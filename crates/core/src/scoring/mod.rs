//! Price/quality scoring, ranking and the lowest-quote fallback.
//!
//! Everything here is pure: callers gather quotations and vendor attributes,
//! these functions only do the arithmetic and ordering.

pub mod price;
pub mod quality;
pub mod ranking;
pub mod selection;

use rust_decimal::{Decimal, RoundingStrategy};

pub use price::{PriceCurve, ReciprocalPriceCurve};
pub use quality::{QualityPolicy, WeightedQualityPolicy};
pub use ranking::{rank_vendors, ScoringCandidate};
pub use selection::{lowest_quotes, scored_amounts, LowestQuote};

pub const HUNDRED: Decimal = Decimal::ONE_HUNDRED;

/// Scores are reported to two decimal places, half away from zero.
pub fn round_score(value: Decimal) -> Decimal {
    value.round_dp_with_strategy(2, RoundingStrategy::MidpointAwayFromZero)
}

pub fn clamp_score(value: Decimal) -> Decimal {
    value.clamp(Decimal::ZERO, HUNDRED)
}
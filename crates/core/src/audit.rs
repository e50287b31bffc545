use std::collections::BTreeMap;
use std::sync::{Arc, Mutex};

use chrono::{DateTime, Utc};
use serde::{Deserialize, Serialize};
use uuid::Uuid;

use crate::domain::session::SessionId;
use crate::domain::template::TemplateId;
use crate::domain::vendor::VendorId;

#[derive(Clone, Debug, PartialEq, Eq, Serialize, Deserialize)]
pub enum AuditCategory {
    Session,
    Template,
    Dispatch,
    Sync,
    Scoring,
    Persistence,
    System,
}

impl AuditCategory {
    pub fn as_str(&self) -> &'static str {
        match self {
            Self::Session => "session",
            Self::Template => "template",
            Self::Dispatch => "dispatch",
            Self::Sync => "sync",
            Self::Scoring => "scoring",
            Self::Persistence => "persistence",
            Self::System => "system",
        }
    }

    pub fn parse(value: &str) -> Option<Self> {
        match value {
            "session" => Some(Self::Session),
            "template" => Some(Self::Template),
            "dispatch" => Some(Self::Dispatch),
            "sync" => Some(Self::Sync),
            "scoring" => Some(Self::Scoring),
            "persistence" => Some(Self::Persistence),
            "system" => Some(Self::System),
            _ => None,
        }
    }
}

#[derive(Clone, Debug, PartialEq, Eq, Serialize, Deserialize)]
pub enum AuditOutcome {
    Success,
    Rejected,
    Failed,
}

impl AuditOutcome {
    pub fn as_str(&self) -> &'static str {
        match self {
            Self::Success => "success",
            Self::Rejected => "rejected",
            Self::Failed => "failed",
        }
    }

    pub fn parse(value: &str) -> Option<Self> {
        match value {
            "success" => Some(Self::Success),
            "rejected" => Some(Self::Rejected),
            "failed" => Some(Self::Failed),
            _ => None,
        }
    }
}

/// Correlation fields shared by every event emitted for one engine call.
#[derive(Clone, Debug, PartialEq, Eq, Serialize, Deserialize)]
pub struct AuditContext {
    pub session_id: Option<SessionId>,
    pub template_id: Option<TemplateId>,
    pub vendor_id: Option<VendorId>,
    pub correlation_id: String,
    pub actor: String,
}

impl AuditContext {
    pub fn new(correlation_id: impl Into<String>, actor: impl Into<String>) -> Self {
        Self {
            session_id: None,
            template_id: None,
            vendor_id: None,
            correlation_id: correlation_id.into(),
            actor: actor.into(),
        }
    }

    pub fn for_session(
        session_id: SessionId,
        correlation_id: impl Into<String>,
        actor: impl Into<String>,
    ) -> Self {
        Self { session_id: Some(session_id), ..Self::new(correlation_id, actor) }
    }

    pub fn for_template(
        template_id: TemplateId,
        correlation_id: impl Into<String>,
        actor: impl Into<String>,
    ) -> Self {
        Self { template_id: Some(template_id), ..Self::new(correlation_id, actor) }
    }

    pub fn with_vendor(mut self, vendor_id: VendorId) -> Self {
        self.vendor_id = Some(vendor_id);
        self
    }
}

#[derive(Clone, Debug, PartialEq, Eq, Serialize, Deserialize)]
pub struct AuditEvent {
    pub event_id: String,
    pub session_id: Option<SessionId>,
    pub template_id: Option<TemplateId>,
    pub vendor_id: Option<VendorId>,
    pub correlation_id: String,
    pub event_type: String,
    pub category: AuditCategory,
    pub actor: String,
    pub outcome: AuditOutcome,
    pub metadata: BTreeMap<String, String>,
    pub occurred_at: DateTime<Utc>,
}

impl AuditEvent {
    pub fn new(
        correlation_id: impl Into<String>,
        event_type: impl Into<String>,
        category: AuditCategory,
        actor: impl Into<String>,
        outcome: AuditOutcome,
    ) -> Self {
        Self {
            event_id: Uuid::new_v4().to_string(),
            session_id: None,
            template_id: None,
            vendor_id: None,
            correlation_id: correlation_id.into(),
            event_type: event_type.into(),
            category,
            actor: actor.into(),
            outcome,
            metadata: BTreeMap::new(),
            occurred_at: Utc::now(),
        }
    }

    pub fn from_context(
        context: &AuditContext,
        event_type: impl Into<String>,
        category: AuditCategory,
        outcome: AuditOutcome,
    ) -> Self {
        Self {
            session_id: context.session_id.clone(),
            template_id: context.template_id.clone(),
            vendor_id: context.vendor_id,
            ..Self::new(
                context.correlation_id.clone(),
                event_type,
                category,
                context.actor.clone(),
                outcome,
            )
        }
    }

    pub fn with_metadata(mut self, key: impl Into<String>, value: impl Into<String>) -> Self {
        self.metadata.insert(key.into(), value.into());
        self
    }
}

pub trait AuditSink: Send + Sync {
    fn emit(&self, event: AuditEvent);
}

/// Discards everything.
#[derive(Clone, Copy, Debug, Default)]
pub struct NoopAuditSink;

impl AuditSink for NoopAuditSink {
    fn emit(&self, _event: AuditEvent) {}
}

#[derive(Clone, Default)]
pub struct InMemoryAuditSink {
    events: Arc<Mutex<Vec<AuditEvent>>>,
}

impl InMemoryAuditSink {
    pub fn events(&self) -> Vec<AuditEvent> {
        match self.events.lock() {
            Ok(events) => events.clone(),
            Err(poisoned) => poisoned.into_inner().clone(),
        }
    }

    pub fn event_types(&self) -> Vec<String> {
        self.events().into_iter().map(|event| event.event_type).collect()
    }
}

impl AuditSink for InMemoryAuditSink {
    fn emit(&self, event: AuditEvent) {
        match self.events.lock() {
            Ok(mut events) => events.push(event),
            Err(poisoned) => poisoned.into_inner().push(event),
        }
    }
}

■ ■ ■ ■ ■

EXERCISE PROMPT: This exercise requires the number of lines in the entries holding the word "System", written alone.

RESPONSE AREA: 3